A Prediction Model for Pathologic N2 Disease in Lung Cancer Patients with a Negative Mediastinum by Positron Emission Tomography

• Published in: Journal of thoracic oncology Vol. 8; no. 9; pp. 1170 - 1180
• Main Authors: Farjah, Farhood, Lou, Feiran, Sima, Camelia, Rusch, Valerie W., Rizk, Nabil P.
• Format: Journal Article
• Language: English
• Published: United States Elsevier Inc 01.09.2013; Copyright by the European Lung Cancer Conference and the International Association for the Study of Lung Cancer
• Subjects: Adenocarcinoma - diagnostic imaging; Adenocarcinoma - mortality; Adenocarcinoma - pathology; Adenocarcinoma, Bronchiolo-Alveolar - diagnostic imaging; Adenocarcinoma, Bronchiolo-Alveolar - mortality; Adenocarcinoma, Bronchiolo-Alveolar - pathology; Adult; Aged; Aged, 80 and over; Carcinoma, Non-Small-Cell Lung - diagnostic imaging; Carcinoma, Non-Small-Cell Lung - mortality; Carcinoma, Non-Small-Cell Lung - pathology; Carcinoma, Squamous Cell - diagnostic imaging; Carcinoma, Squamous Cell - mortality; Carcinoma, Squamous Cell - pathology; Female; Fluorodeoxyglucose F18; Follow-Up Studies; Humans; Lung cancer; Lung Neoplasms - diagnostic imaging; Lung Neoplasms - mortality; Lung Neoplasms - pathology; Lymph Nodes - diagnostic imaging; Lymph Nodes - pathology; Lymphatic Metastasis; Male; Mediastinal Neoplasms - diagnostic imaging; Mediastinal Neoplasms - mortality; Mediastinal Neoplasms - pathology; Mediastinoscopy; Middle Aged; Models, Statistical; Neoplasm Invasiveness; Neoplasm Staging; Pathologic N2 disease; Positron-Emission Tomography; Prediction model; Prognosis; Radiopharmaceuticals; Retrospective Studies; Risk Factors; Survival Rate; Mediastinoscopy; Pathologic N2 disease; Lung cancer; Prediction model
• ISSN: 1556-0864; 1556-1380
• DOI: 10.1097/JTO.0b013e3182992421

Guidance is limited for invasive staging in patients with lung cancer without mediastinal disease by positron emission tomography (PET).
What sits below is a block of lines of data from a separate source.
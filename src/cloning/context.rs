//! State of one clone call: the clone map, the import memo and token translation.

use std::collections::{HashMap, HashSet};

use crate::{
    cloning::{closure::CloneClosure, closure::USER_STRING_TABLE, CloneOptions},
    metadata::{
        comparer::SignatureComparer,
        method::{
            calculate_offsets, label_offset, offset_index, resolve_offset, CilLabel,
            ExceptionHandler, Instruction, MethodBody, Operand,
        },
        module::Module,
        signatures::{
            BlobSignature, SignatureField, SignatureLocalVariables, SignatureMethod,
            SignatureMethodSpec, SignatureParser, SignatureProperty, TypeSignature,
        },
        tables::TableId,
        token::Token,
    },
    Error::UnresolvedReference,
    Result,
};

pub(crate) struct CloneContext<'a> {
    pub source: &'a Module,
    pub target: &'a mut Module,
    pub closure: CloneClosure,
    pub options: CloneOptions,
    pub comparer: SignatureComparer,
    /// Source token to clone token
    pub map: HashMap<Token, Token>,
    /// Source token to the target row it was imported as
    pub imported: HashMap<Token, Token>,
    /// Source rows whose import is under way
    pub importing: HashSet<Token>,
    /// `TypeDef` rows of the target that existed before this call
    pub existing_type_defs: u32,
}

impl<'a> CloneContext<'a> {
    pub fn new(
        source: &'a Module,
        target: &'a mut Module,
        closure: CloneClosure,
        options: CloneOptions,
    ) -> Self {
        let existing_type_defs = target.row_count(TableId::TypeDef);
        CloneContext {
            source,
            target,
            closure,
            options,
            comparer: SignatureComparer::with_flags(options.comparer_flags),
            map: HashMap::new(),
            imported: HashMap::new(),
            importing: HashSet::new(),
            existing_type_defs,
        }
    }

    /// The clone of a member that is part of the closure.
    pub fn cloned(&self, token: Token) -> Result<Token> {
        self.map.get(&token).copied().ok_or(UnresolvedReference(token))
    }

    pub fn cloned_all(&self, tokens: &[Token]) -> Result<Vec<Token>> {
        tokens.iter().map(|token| self.cloned(*token)).collect()
    }

    /// The clone of `token` if it is cloned, its imported counterpart otherwise.
    pub fn map_or_import(&mut self, token: Token) -> Result<Token> {
        if let Some(cloned) = self.map.get(&token) {
            return Ok(*cloned);
        }
        self.import_token(token)
    }

    /// Like [`CloneContext::map_or_import`], passing the null token through.
    pub fn map_optional(&mut self, token: Token) -> Result<Token> {
        if token.is_null() {
            return Ok(Token::NULL);
        }
        self.map_or_import(token)
    }

    pub fn map_or_import_all(&mut self, tokens: &[Token]) -> Result<Vec<Token>> {
        tokens.iter().map(|token| self.map_or_import(*token)).collect()
    }

    /// Translate an instruction operand; `ldstr` strings are copied to the target `#US` heap.
    pub fn map_operand(&mut self, token: Token) -> Result<Token> {
        if token.table() == USER_STRING_TABLE {
            let value = self
                .source
                .user_string(token)
                .map_err(|_| UnresolvedReference(token))?;
            return self.target.add_user_string(&value);
        }
        self.map_or_import(token)
    }

    /// Re-encode `signature` and decode it again with every embedded token translated into
    /// the target module.
    fn translate<S, F>(&mut self, signature: &S, parse: F) -> Result<S>
    where
        S: BlobSignature,
        F: FnOnce(&mut SignatureParser<'_, '_>) -> Result<S>,
    {
        let blob = signature.encode()?;
        let mut resolver = |token: Token| -> Result<Token> { self.map_or_import(token) };
        let mut parser = SignatureParser::new(&blob, &mut resolver);
        parse(&mut parser)
    }

    pub fn translate_type(&mut self, signature: &TypeSignature) -> Result<TypeSignature> {
        self.translate(signature, |parser| parser.parse_type())
    }

    pub fn translate_method(&mut self, signature: &SignatureMethod) -> Result<SignatureMethod> {
        self.translate(signature, |parser| parser.parse_method_signature())
    }

    pub fn translate_field(&mut self, signature: &SignatureField) -> Result<SignatureField> {
        self.translate(signature, |parser| parser.parse_field_signature())
    }

    pub fn translate_property(
        &mut self,
        signature: &SignatureProperty,
    ) -> Result<SignatureProperty> {
        self.translate(signature, |parser| parser.parse_property_signature())
    }

    pub fn translate_locals(
        &mut self,
        signature: &SignatureLocalVariables,
    ) -> Result<SignatureLocalVariables> {
        self.translate(signature, |parser| parser.parse_local_var_signature())
    }

    pub fn translate_method_spec(
        &mut self,
        signature: &SignatureMethodSpec,
    ) -> Result<SignatureMethodSpec> {
        self.translate(signature, |parser| parser.parse_method_spec_signature())
    }

    /// Copy a method body into the target.
    ///
    /// Token operands are cloned or imported. Branch targets, switch tables and exception
    /// handler boundaries are rewritten to the instruction of the new sequence that sits at
    /// the offset the original target had, after offsets of the copy are recomputed.
    pub fn clone_body(&mut self, body: &MethodBody) -> Result<MethodBody> {
        let mut original = body.instructions.clone();
        let code_size = calculate_offsets(&mut original);

        let mut instructions = Vec::with_capacity(original.len());
        for instruction in &original {
            let operand = match &instruction.operand {
                Operand::Token(token) => Operand::Token(self.map_operand(*token)?),
                other => other.clone(),
            };
            instructions.push(Instruction {
                offset: instruction.offset,
                opcode: instruction.opcode,
                operand,
            });
        }
        let cloned_size = calculate_offsets(&mut instructions);
        if cloned_size != code_size {
            return Err(malformed_error!(
                "Cloned code size {} differs from original size {}",
                cloned_size,
                code_size
            ));
        }

        let by_offset = offset_index(&instructions, cloned_size);
        let relabel = |label: CilLabel| -> Result<CilLabel> {
            resolve_offset(&by_offset, i64::from(label_offset(&original, label)?))
        };

        for instruction in &mut instructions {
            instruction.operand = match &instruction.operand {
                Operand::Target(label) => Operand::Target(relabel(*label)?),
                Operand::Switch(labels) => Operand::Switch(
                    labels
                        .iter()
                        .map(|label| relabel(*label))
                        .collect::<Result<Vec<_>>>()?,
                ),
                other => other.clone(),
            };
        }

        let mut exception_handlers = Vec::with_capacity(body.exception_handlers.len());
        for handler in &body.exception_handlers {
            let catch_type = if handler.is_catch() {
                self.map_or_import(handler.catch_type)?
            } else {
                Token::NULL
            };

            exception_handlers.push(ExceptionHandler {
                flags: handler.flags,
                try_start: relabel(handler.try_start)?,
                try_end: relabel(handler.try_end)?,
                handler_start: relabel(handler.handler_start)?,
                handler_end: relabel(handler.handler_end)?,
                filter_start: handler.filter_start.map(relabel).transpose()?,
                catch_type,
            });
        }

        Ok(MethodBody {
            max_stack: body.max_stack,
            init_locals: body.init_locals,
            local_var_sig: self.map_optional(body.local_var_sig)?,
            instructions,
            exception_handlers,
        })
    }
}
We developed and validated a prediction model for pathologic N2 disease (pN2), using six previously described risk factors: tumor location and size by computed tomography (CT), nodal disease by CT, maximum standardized uptake value of the primary tumor, N1 by PET, and histology. A cohort study (2004–2009) was performed in patients with T1/T2 by CT and N0/N1 by PET. Logistic regression analysis was used to develop a prediction model for pN2 among a random development set (n = 625). The model was validated in both the development set, which comprised two thirds of the patients and the validation set (n = 313), which comprised the remaining one third. Model performance was assessed in terms of discrimination and calibration. Among 938 patients, 9.9% had pN2 (9 detected by invasive staging and 84 intraoperatively). In the development set, univariate analyses demonstrated a significant association between pN2 and increasing tumor size (p < 0.001), nodal status by CT (p = 0.007), maximum standardized uptake value of the primary tumor (p = 0.027), and N1 by PET (p < 0.001); however, only N1 by PET was associated with pN2 (p < 0.001) in the multivariate prediction model. The model performed reasonably well in the development (c-statistic, 0.70; 95% confidence interval, 0.63–0.77; goodness of fit p = 0.61) and validation (c-statistic, 0.65; 95% confidence interval, 0.56–0.74; goodness-of-fit p = 0.19) sets. A prediction model for pN2 based on six previously described risk factors has reasonable performance characteristics. Observations from this study may guide prospective, multicenter development and validation of a prediction model for pN2.